#### PROVIDED RECORDS
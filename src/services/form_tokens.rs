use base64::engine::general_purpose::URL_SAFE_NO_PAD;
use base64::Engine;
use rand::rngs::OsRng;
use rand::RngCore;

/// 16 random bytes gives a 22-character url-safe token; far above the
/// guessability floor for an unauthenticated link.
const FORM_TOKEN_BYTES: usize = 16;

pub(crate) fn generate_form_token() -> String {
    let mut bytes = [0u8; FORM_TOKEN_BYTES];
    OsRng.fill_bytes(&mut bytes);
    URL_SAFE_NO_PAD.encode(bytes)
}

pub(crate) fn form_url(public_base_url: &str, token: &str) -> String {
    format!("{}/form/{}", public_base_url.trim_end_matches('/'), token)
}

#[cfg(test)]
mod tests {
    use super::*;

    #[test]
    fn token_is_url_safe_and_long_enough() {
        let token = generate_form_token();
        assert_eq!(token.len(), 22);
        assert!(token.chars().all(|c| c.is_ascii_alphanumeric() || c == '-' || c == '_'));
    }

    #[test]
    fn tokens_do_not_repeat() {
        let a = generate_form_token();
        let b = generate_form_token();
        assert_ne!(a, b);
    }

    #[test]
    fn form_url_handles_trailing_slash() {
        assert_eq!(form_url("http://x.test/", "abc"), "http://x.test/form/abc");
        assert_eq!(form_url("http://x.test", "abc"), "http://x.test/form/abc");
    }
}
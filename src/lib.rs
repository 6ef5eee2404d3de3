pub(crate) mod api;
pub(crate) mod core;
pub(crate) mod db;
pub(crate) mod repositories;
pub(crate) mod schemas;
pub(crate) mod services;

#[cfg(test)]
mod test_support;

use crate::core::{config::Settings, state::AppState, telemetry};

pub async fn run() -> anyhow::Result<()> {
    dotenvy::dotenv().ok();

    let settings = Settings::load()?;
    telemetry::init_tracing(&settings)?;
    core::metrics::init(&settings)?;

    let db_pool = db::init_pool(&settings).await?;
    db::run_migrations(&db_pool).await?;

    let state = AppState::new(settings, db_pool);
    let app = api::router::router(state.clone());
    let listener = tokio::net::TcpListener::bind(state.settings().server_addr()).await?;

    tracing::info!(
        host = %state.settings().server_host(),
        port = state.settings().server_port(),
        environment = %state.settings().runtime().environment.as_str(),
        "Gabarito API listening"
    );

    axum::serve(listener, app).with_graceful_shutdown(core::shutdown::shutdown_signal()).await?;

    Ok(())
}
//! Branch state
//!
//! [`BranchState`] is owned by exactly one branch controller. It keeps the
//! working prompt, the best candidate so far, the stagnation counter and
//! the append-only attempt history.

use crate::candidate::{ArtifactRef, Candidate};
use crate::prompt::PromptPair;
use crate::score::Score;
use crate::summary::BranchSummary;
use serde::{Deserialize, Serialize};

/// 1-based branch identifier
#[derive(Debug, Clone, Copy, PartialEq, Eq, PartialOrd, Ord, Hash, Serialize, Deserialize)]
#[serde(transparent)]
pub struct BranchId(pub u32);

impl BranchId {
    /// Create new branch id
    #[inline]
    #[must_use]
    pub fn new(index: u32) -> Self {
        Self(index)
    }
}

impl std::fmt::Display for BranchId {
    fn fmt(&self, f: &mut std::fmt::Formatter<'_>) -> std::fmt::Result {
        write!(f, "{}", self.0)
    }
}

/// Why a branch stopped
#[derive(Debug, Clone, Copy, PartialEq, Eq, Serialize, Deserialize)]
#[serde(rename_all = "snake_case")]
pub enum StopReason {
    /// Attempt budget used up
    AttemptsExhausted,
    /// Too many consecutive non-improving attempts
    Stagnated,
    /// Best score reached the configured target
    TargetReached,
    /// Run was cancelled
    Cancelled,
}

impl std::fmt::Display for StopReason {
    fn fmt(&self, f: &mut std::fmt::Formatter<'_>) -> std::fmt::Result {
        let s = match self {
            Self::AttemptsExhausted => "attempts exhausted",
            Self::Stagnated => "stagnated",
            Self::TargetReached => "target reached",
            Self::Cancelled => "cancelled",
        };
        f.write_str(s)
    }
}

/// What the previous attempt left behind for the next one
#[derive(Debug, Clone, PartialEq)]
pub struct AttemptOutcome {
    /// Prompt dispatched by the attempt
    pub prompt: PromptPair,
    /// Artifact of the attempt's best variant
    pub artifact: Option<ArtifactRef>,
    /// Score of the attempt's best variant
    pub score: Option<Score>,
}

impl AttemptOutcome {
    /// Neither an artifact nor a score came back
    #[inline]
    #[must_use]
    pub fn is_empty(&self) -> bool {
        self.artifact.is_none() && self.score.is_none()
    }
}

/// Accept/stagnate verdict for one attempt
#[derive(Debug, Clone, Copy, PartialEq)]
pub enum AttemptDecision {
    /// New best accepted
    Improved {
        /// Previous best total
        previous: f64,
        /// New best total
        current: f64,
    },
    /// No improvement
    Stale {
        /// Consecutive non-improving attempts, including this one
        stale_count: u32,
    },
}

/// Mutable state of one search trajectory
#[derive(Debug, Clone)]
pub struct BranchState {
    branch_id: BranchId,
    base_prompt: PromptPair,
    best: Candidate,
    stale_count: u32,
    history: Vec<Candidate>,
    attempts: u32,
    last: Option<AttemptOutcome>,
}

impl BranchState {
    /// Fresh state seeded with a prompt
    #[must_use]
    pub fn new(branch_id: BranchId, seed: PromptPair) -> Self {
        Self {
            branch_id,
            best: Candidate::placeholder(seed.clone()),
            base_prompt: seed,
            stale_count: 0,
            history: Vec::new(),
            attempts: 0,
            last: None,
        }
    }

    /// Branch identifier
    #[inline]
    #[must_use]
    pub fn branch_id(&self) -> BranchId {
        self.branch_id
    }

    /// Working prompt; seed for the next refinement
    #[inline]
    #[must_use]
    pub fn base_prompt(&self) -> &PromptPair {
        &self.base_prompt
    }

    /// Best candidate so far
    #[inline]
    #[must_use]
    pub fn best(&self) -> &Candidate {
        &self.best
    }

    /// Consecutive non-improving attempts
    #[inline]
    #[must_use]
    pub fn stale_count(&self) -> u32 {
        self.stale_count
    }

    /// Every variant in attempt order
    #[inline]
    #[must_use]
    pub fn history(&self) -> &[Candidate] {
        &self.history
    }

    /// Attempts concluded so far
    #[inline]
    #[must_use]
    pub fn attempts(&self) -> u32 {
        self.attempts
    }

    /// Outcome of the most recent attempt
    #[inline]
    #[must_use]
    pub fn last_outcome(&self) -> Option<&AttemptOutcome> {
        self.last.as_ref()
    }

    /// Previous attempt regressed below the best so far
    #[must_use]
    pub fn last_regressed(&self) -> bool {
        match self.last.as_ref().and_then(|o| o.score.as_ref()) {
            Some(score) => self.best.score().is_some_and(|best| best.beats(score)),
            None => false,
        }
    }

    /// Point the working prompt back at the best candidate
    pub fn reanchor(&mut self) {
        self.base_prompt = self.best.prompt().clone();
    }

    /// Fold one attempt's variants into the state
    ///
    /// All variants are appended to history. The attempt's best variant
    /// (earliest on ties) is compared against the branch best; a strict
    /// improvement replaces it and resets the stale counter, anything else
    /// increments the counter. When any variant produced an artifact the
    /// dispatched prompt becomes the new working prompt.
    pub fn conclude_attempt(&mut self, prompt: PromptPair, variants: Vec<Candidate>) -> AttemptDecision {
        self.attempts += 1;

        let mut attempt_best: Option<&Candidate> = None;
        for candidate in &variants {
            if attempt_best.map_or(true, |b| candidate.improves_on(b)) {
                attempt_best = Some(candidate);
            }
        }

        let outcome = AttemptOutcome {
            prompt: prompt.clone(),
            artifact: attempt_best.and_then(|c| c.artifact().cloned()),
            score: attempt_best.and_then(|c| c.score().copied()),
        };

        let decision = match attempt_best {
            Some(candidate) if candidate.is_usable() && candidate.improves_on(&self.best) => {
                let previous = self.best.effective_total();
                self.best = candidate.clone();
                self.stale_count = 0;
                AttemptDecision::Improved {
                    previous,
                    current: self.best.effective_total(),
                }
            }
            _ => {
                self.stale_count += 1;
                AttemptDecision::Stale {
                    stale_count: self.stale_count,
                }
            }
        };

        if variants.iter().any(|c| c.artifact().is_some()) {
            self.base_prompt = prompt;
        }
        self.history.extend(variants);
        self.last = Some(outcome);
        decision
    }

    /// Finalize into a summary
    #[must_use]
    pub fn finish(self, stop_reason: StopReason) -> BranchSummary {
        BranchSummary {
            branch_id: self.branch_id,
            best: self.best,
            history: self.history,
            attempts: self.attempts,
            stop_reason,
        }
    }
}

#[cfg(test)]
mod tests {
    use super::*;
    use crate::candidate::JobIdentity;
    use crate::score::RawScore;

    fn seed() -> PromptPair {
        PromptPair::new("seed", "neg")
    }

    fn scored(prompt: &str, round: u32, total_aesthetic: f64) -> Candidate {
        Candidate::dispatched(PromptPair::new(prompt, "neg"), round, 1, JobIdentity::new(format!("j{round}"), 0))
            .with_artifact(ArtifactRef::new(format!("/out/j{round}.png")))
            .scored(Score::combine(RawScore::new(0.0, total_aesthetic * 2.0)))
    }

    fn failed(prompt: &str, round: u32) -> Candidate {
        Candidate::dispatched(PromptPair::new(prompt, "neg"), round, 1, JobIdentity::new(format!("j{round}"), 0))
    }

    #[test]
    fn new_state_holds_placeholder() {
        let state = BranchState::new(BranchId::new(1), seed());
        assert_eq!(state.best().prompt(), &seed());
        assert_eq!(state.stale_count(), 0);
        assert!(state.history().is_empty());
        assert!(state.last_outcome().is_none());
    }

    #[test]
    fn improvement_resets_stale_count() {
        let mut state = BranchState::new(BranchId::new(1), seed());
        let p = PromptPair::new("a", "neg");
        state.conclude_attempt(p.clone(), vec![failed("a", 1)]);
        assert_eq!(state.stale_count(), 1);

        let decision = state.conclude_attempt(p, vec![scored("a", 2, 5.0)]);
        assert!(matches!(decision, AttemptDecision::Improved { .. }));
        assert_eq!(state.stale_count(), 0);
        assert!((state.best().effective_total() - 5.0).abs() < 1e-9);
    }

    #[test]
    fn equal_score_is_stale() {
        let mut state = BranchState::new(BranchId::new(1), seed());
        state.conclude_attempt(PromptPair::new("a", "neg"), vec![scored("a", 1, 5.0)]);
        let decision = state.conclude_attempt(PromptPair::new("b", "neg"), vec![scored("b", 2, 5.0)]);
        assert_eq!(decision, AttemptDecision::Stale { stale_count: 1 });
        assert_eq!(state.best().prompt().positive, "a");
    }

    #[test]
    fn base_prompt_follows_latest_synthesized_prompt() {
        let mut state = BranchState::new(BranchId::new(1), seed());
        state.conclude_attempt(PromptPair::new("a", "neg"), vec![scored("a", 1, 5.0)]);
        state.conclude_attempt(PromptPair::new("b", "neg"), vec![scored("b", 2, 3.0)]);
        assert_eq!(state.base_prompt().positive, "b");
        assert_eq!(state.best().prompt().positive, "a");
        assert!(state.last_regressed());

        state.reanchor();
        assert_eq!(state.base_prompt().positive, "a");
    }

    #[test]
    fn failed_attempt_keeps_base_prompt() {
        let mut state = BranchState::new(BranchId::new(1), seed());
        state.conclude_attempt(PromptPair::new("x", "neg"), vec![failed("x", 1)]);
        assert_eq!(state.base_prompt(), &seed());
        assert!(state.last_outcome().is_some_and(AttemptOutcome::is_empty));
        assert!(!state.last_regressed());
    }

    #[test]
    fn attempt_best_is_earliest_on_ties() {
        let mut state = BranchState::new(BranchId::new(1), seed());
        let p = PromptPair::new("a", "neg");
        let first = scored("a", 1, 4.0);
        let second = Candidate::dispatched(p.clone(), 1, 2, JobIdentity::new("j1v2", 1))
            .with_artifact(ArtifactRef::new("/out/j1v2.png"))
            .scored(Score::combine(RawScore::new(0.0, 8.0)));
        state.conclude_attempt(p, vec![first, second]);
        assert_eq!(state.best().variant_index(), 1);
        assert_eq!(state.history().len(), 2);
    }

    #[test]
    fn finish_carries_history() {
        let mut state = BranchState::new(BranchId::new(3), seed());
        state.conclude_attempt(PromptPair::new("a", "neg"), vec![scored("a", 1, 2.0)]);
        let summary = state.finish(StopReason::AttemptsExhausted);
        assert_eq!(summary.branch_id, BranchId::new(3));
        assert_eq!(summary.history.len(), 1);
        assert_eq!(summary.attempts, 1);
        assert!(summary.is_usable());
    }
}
--
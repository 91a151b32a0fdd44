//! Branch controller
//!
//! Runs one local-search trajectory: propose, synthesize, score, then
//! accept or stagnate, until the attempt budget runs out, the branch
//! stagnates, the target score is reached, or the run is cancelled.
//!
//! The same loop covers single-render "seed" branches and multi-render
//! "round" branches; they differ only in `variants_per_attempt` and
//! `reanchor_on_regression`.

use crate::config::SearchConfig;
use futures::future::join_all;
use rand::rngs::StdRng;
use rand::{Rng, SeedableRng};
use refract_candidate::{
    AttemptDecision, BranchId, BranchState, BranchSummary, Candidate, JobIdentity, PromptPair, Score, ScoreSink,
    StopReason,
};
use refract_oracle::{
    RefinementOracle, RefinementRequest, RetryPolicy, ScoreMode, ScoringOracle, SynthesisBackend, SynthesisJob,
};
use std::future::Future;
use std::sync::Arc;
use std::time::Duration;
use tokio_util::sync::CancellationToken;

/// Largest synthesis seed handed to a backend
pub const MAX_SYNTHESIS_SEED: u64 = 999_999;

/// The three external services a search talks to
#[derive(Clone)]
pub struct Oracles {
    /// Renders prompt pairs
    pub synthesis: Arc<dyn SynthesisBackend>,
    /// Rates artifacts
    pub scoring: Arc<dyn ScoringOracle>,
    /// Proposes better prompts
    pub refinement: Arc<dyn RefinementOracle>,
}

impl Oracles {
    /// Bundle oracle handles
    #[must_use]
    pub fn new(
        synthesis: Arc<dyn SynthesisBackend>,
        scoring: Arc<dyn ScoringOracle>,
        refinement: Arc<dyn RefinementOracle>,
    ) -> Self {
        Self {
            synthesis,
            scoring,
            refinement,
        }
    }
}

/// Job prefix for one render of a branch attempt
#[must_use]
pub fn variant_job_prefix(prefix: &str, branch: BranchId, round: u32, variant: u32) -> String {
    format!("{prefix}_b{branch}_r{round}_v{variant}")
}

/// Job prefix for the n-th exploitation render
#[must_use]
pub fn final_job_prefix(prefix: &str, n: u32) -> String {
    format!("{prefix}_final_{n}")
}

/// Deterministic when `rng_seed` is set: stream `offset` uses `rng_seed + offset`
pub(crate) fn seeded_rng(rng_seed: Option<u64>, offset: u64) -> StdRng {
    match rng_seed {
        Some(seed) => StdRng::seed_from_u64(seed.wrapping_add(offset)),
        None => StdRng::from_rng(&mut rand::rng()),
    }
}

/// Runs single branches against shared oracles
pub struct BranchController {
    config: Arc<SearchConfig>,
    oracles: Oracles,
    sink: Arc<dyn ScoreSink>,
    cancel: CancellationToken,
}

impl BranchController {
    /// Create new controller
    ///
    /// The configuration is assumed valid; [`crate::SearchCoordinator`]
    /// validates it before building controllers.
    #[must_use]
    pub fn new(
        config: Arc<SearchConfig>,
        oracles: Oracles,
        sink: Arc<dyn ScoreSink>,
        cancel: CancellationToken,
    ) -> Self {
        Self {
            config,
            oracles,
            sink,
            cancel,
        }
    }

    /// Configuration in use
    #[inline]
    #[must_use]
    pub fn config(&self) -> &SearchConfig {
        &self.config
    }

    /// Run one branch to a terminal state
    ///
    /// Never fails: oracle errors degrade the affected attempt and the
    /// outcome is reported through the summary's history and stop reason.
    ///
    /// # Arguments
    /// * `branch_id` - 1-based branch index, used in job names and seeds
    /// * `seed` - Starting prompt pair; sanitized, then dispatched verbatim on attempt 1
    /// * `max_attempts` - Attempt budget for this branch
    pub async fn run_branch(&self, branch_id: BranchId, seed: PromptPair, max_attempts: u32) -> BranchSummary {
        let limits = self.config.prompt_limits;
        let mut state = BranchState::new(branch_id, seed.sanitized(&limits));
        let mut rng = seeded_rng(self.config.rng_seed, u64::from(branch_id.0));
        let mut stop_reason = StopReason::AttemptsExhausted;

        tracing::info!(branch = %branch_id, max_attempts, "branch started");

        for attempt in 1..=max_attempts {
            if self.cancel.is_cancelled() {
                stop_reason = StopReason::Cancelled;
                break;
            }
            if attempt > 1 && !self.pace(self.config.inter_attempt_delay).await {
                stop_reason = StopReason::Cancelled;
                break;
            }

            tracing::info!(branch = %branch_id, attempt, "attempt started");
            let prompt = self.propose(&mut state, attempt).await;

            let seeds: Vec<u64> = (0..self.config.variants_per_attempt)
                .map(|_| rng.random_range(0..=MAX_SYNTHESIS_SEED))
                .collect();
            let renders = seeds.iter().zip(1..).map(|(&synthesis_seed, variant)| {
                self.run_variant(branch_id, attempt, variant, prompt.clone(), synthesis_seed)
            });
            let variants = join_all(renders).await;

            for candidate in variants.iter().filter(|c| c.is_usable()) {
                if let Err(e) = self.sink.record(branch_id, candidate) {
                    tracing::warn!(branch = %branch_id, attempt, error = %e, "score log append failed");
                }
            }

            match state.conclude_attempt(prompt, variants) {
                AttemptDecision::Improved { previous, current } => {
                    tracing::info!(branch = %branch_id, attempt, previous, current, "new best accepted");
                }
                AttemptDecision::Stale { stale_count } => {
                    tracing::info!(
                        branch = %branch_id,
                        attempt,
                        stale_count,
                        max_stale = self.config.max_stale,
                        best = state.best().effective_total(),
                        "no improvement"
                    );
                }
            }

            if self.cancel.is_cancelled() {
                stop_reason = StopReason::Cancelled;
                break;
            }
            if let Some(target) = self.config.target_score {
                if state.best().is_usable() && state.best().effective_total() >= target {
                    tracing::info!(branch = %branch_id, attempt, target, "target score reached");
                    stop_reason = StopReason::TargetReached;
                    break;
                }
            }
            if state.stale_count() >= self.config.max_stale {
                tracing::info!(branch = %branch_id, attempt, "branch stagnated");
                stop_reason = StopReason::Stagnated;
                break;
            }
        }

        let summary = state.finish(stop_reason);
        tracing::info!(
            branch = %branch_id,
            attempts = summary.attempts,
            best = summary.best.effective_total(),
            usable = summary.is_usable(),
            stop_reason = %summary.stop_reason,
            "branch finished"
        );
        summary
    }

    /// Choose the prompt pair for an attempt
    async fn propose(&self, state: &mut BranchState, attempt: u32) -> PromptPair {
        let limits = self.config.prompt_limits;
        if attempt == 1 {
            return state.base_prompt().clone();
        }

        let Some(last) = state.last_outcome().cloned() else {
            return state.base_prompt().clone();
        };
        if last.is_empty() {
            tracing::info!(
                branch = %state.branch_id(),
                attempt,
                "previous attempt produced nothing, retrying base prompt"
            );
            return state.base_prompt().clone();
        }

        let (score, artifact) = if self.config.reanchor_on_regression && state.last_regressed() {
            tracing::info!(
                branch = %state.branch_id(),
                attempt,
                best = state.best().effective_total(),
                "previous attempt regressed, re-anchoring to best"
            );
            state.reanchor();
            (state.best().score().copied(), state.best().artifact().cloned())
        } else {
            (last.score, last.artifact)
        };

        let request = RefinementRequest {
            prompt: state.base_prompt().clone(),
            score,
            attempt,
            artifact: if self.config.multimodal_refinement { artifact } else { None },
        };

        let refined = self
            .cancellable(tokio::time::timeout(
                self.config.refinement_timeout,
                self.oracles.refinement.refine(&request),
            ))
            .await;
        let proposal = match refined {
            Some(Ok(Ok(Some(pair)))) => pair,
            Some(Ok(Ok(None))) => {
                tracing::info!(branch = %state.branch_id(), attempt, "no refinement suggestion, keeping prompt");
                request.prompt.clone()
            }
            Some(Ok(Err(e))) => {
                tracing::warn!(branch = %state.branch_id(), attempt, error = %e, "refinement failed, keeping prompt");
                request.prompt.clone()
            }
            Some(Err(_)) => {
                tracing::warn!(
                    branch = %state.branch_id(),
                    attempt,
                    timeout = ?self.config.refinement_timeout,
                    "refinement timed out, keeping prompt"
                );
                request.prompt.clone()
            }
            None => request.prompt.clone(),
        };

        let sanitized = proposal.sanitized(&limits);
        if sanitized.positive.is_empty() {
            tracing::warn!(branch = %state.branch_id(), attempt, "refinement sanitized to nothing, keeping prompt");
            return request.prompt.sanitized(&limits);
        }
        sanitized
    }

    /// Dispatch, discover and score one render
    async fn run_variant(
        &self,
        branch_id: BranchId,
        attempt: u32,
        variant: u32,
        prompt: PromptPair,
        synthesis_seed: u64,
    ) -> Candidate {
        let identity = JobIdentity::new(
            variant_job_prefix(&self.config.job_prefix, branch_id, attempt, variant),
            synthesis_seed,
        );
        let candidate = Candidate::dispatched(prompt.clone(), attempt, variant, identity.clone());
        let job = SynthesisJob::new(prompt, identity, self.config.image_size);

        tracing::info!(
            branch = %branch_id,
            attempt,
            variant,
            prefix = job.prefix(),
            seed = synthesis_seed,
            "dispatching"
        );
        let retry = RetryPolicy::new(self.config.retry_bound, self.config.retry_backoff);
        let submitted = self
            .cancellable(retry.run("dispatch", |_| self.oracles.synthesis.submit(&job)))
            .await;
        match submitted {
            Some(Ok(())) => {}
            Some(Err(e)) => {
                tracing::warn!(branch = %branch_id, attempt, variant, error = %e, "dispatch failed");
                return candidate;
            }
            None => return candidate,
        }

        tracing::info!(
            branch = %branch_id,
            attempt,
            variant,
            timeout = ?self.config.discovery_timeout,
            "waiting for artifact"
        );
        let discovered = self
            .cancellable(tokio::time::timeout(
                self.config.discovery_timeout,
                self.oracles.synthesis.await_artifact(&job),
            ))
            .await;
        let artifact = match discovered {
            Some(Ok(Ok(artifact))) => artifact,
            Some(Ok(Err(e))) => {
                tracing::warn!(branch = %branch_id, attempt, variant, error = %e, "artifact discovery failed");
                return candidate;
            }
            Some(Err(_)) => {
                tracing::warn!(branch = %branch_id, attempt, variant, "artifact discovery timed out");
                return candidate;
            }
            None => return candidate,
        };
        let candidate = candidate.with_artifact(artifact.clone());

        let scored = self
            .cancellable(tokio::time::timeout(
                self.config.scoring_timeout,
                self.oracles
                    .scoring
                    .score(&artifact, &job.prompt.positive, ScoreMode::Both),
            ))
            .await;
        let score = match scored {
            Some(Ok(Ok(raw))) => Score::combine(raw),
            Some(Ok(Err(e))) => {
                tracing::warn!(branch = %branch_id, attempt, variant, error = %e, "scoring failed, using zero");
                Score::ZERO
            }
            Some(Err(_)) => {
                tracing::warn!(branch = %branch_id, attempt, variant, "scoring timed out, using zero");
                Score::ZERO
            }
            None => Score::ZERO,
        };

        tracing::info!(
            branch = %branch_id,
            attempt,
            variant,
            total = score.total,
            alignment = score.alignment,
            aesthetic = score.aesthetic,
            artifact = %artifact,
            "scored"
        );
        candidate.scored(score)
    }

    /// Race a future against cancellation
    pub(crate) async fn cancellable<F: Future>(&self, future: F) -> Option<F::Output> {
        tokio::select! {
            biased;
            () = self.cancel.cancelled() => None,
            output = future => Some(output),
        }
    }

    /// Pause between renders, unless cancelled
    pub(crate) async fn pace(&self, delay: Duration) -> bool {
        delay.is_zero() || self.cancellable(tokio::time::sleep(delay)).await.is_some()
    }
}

#### DIRECTIONS
Search the data for the word "impl" and copy each line where it appears.

#### TASK ANSWER
impl BranchId {
impl std::fmt::Display for BranchId {
impl std::fmt::Display for StopReason {
impl AttemptOutcome {
impl BranchState {
impl Oracles {
impl BranchController {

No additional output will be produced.